ENTRIES SUPPLIED =>

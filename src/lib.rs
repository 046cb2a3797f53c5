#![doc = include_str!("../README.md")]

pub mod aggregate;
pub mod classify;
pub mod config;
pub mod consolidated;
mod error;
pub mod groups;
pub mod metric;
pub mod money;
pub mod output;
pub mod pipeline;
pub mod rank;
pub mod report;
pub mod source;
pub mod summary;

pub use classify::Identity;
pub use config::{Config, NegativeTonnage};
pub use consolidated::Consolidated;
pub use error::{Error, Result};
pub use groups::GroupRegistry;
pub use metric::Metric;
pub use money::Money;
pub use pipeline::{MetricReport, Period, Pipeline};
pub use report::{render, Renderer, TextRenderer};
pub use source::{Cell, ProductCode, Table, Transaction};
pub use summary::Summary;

WORK ITEM => Could the data above be returned exactly as it stands?

EXERCISE OUTPUT =>
filename src/lib.rs
repository 046cb2a3797f53c5
#![doc = include_str!("../README.md")]

pub mod aggregate;
pub mod classify;
pub mod config;
pub mod consolidated;
mod error;
pub mod groups;
pub mod metric;
pub mod money;
pub mod output;
pub mod pipeline;
pub mod rank;
pub mod report;
pub mod source;
pub mod summary;

pub use classify::Identity;
pub use config::{Config, NegativeTonnage};
pub use consolidated::Consolidated;
pub use error::{Error, Result};
pub use groups::GroupRegistry;
pub use metric::Metric;
pub use money::Money;
pub use pipeline::{MetricReport, Period, Pipeline};
pub use report::{render, Renderer, TextRenderer};
pub use source::{Cell, ProductCode, Table, Transaction};
pub use summary::Summary;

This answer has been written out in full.